## [Work instruction]
Using the material below, return exactly the lines between the one holding "if let config::ConfigError::NotFound(path)" and the one holding "fn default_host() ->", inclusive, and no others.

## [Exercise data]
+ + + + + + +
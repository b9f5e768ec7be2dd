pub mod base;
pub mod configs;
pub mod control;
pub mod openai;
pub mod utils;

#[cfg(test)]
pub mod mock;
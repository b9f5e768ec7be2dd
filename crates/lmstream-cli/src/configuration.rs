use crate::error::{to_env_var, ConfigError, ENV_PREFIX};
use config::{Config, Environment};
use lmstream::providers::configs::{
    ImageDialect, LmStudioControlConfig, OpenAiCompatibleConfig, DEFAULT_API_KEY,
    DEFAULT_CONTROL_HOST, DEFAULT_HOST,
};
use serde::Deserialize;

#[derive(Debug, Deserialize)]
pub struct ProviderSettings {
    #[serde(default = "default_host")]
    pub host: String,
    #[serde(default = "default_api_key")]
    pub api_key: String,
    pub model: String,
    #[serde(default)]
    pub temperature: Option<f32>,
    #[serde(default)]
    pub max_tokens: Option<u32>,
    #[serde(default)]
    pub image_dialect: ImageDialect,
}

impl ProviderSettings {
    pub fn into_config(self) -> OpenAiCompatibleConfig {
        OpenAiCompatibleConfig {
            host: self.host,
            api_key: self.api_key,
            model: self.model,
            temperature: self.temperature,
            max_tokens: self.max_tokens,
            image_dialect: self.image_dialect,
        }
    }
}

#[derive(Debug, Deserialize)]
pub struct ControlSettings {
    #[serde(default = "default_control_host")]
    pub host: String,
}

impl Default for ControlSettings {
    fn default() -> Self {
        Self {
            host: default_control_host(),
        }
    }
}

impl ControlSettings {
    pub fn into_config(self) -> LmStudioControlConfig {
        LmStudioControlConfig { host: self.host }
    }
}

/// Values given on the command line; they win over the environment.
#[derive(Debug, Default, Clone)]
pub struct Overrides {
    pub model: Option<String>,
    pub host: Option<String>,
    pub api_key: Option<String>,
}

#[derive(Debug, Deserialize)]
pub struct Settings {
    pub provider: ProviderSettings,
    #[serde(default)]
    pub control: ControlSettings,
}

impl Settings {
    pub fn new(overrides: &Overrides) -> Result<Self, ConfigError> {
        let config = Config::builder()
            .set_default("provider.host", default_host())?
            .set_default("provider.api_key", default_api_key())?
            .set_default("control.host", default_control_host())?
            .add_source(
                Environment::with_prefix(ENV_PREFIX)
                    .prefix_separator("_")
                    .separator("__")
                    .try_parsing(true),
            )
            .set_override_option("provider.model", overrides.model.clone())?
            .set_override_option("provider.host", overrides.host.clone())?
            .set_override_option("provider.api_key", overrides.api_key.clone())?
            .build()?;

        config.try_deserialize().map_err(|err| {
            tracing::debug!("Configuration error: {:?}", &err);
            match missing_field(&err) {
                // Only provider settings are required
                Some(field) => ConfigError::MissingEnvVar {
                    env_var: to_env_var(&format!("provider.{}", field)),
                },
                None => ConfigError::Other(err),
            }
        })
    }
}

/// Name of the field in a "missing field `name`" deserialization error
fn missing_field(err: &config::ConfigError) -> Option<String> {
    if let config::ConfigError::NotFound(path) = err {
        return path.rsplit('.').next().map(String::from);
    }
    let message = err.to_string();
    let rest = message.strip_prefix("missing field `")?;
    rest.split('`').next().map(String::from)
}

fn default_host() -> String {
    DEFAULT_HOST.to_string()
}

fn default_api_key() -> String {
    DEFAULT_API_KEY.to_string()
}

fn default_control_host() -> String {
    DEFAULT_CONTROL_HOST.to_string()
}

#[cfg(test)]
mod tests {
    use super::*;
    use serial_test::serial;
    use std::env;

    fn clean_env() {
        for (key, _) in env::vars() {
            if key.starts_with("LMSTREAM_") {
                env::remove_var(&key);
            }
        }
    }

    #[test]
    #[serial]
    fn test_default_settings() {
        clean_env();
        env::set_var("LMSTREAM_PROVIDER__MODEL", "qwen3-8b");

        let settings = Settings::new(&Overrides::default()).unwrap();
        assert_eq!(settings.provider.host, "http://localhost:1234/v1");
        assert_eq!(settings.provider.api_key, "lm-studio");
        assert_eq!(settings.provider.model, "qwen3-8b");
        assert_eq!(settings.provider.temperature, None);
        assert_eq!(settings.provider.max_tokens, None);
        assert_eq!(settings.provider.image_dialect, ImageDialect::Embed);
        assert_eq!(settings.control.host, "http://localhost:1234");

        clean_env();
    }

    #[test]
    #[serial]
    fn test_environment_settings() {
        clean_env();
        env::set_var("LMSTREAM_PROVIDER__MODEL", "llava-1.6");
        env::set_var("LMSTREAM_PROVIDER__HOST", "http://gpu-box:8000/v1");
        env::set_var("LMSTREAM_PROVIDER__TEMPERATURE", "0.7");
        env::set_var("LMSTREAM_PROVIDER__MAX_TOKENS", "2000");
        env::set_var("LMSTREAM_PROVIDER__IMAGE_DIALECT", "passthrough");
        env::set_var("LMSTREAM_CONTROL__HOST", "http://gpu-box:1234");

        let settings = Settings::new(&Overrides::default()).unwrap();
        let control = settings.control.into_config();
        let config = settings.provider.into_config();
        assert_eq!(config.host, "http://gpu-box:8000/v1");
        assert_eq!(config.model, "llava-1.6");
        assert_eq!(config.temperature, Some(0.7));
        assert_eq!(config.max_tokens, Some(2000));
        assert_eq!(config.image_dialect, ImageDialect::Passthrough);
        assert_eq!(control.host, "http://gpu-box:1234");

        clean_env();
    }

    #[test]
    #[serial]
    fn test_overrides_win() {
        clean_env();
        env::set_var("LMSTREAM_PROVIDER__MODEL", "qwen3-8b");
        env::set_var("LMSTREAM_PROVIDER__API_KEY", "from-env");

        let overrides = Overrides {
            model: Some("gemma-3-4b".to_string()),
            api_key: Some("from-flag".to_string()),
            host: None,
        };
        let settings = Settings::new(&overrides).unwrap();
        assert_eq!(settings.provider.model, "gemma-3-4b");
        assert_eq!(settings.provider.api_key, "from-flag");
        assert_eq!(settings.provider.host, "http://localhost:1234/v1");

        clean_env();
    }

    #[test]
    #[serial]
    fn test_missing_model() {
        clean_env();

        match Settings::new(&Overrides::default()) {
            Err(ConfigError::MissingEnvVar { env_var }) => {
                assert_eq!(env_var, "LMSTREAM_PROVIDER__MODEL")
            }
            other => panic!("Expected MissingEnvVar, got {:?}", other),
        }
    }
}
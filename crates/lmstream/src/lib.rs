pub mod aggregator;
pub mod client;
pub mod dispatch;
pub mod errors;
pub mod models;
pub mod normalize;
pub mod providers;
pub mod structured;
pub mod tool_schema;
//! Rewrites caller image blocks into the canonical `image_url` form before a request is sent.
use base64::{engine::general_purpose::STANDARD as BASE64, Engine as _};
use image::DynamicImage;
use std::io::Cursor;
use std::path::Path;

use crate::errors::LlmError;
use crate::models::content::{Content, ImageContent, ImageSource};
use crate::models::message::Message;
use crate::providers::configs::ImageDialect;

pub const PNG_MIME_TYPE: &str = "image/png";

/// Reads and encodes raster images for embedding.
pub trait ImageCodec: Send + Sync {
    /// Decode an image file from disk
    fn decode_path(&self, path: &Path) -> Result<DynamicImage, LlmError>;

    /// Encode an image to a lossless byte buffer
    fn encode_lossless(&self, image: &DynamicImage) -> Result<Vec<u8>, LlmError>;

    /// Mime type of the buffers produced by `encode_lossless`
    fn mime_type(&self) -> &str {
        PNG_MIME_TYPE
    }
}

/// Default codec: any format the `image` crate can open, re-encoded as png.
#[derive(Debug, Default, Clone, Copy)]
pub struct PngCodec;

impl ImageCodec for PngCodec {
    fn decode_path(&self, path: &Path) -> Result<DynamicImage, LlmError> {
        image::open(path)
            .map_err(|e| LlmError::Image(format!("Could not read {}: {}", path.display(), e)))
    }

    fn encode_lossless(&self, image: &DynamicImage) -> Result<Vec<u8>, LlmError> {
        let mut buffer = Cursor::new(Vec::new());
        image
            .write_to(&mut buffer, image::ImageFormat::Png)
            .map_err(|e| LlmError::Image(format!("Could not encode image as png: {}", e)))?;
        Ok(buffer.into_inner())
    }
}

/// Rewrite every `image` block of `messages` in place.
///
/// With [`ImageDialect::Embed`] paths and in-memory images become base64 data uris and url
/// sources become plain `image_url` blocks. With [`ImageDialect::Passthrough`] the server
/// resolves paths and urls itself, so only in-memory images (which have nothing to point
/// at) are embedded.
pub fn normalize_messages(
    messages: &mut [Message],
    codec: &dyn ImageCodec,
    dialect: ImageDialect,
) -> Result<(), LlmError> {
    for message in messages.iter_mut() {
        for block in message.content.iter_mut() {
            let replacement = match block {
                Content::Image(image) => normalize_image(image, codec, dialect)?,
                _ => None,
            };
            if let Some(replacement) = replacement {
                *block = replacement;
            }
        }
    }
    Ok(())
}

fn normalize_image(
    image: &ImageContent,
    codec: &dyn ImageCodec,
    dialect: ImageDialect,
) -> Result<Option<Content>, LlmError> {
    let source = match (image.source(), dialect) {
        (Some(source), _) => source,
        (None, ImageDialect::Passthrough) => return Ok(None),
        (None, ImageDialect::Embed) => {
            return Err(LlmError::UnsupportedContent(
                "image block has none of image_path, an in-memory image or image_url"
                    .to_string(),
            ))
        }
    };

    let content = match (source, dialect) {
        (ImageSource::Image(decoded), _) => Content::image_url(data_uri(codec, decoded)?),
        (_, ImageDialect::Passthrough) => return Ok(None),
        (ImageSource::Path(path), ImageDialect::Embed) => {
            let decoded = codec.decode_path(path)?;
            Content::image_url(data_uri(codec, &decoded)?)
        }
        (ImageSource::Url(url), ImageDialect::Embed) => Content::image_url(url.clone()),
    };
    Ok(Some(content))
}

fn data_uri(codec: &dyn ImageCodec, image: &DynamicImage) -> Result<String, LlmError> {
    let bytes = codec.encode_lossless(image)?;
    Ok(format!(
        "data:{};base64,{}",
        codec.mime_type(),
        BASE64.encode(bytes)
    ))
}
+ + + + + + +
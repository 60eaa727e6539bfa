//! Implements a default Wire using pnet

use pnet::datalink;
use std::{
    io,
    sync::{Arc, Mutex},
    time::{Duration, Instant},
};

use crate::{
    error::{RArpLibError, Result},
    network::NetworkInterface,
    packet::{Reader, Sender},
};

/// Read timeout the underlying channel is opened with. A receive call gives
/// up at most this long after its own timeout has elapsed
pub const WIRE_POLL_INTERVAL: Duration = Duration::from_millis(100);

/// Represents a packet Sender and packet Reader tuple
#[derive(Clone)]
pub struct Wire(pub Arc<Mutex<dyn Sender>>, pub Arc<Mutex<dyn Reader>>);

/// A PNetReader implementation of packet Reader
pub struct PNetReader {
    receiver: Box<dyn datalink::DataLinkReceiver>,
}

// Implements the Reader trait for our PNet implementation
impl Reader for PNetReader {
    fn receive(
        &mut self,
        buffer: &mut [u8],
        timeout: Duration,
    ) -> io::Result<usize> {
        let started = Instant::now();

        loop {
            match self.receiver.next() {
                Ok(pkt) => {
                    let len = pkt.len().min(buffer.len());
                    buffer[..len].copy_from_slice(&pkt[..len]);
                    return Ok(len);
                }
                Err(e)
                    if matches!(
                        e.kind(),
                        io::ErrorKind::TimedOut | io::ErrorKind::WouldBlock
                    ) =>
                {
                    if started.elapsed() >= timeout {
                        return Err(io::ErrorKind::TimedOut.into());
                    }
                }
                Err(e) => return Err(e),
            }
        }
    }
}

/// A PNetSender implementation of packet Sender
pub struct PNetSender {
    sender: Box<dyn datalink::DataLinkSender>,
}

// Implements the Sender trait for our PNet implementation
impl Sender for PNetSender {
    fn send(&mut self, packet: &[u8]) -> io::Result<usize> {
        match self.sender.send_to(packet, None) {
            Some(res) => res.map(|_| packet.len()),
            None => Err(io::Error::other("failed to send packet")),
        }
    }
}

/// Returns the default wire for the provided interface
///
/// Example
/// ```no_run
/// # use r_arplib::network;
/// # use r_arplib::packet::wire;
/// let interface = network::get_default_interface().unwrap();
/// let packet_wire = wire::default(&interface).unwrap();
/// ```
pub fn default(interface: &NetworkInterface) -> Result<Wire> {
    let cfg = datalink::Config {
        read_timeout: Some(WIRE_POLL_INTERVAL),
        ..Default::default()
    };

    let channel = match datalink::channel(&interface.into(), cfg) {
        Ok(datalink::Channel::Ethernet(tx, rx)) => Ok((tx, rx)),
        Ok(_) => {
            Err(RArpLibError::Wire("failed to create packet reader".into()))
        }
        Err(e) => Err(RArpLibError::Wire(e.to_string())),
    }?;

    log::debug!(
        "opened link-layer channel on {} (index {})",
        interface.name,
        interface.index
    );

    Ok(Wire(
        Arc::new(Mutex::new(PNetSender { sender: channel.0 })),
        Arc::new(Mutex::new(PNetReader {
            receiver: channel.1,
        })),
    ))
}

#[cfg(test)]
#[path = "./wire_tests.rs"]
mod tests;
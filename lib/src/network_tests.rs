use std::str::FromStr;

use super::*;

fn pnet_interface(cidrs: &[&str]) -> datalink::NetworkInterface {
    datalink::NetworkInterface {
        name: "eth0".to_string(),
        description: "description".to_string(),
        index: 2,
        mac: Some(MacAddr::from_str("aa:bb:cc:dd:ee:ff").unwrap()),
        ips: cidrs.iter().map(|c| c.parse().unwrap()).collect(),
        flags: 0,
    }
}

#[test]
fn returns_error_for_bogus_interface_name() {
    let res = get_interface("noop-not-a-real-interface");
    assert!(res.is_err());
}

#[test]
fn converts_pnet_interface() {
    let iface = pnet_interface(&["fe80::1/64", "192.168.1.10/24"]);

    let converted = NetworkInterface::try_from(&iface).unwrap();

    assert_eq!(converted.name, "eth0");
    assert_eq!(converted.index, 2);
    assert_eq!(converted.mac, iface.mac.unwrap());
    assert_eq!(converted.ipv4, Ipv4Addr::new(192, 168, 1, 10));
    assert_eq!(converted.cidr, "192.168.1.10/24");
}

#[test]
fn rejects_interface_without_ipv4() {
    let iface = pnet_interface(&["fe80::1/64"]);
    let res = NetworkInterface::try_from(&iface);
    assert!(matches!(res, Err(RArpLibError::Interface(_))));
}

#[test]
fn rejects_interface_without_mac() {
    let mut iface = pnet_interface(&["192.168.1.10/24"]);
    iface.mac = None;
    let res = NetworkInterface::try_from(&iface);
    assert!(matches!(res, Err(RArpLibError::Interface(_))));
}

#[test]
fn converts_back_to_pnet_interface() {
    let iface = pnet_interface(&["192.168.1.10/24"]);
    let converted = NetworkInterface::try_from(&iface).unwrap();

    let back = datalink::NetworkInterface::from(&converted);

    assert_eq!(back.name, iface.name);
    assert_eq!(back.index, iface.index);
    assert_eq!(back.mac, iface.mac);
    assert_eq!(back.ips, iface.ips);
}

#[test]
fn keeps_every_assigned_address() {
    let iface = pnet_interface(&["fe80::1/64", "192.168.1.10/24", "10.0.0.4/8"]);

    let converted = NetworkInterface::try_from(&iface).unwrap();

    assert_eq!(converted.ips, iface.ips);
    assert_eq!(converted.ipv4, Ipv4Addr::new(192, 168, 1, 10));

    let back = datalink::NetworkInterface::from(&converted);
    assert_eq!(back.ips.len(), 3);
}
+ + + + + + +
## [Problem solution]
    if let config::ConfigError::NotFound(path) = err {
        return path.rsplit('.').next().map(String::from);
    }
    let message = err.to_string();
    let rest = message.strip_prefix("missing field `")?;
    rest.split('`').next().map(String::from)
}

fn default_host() -> String {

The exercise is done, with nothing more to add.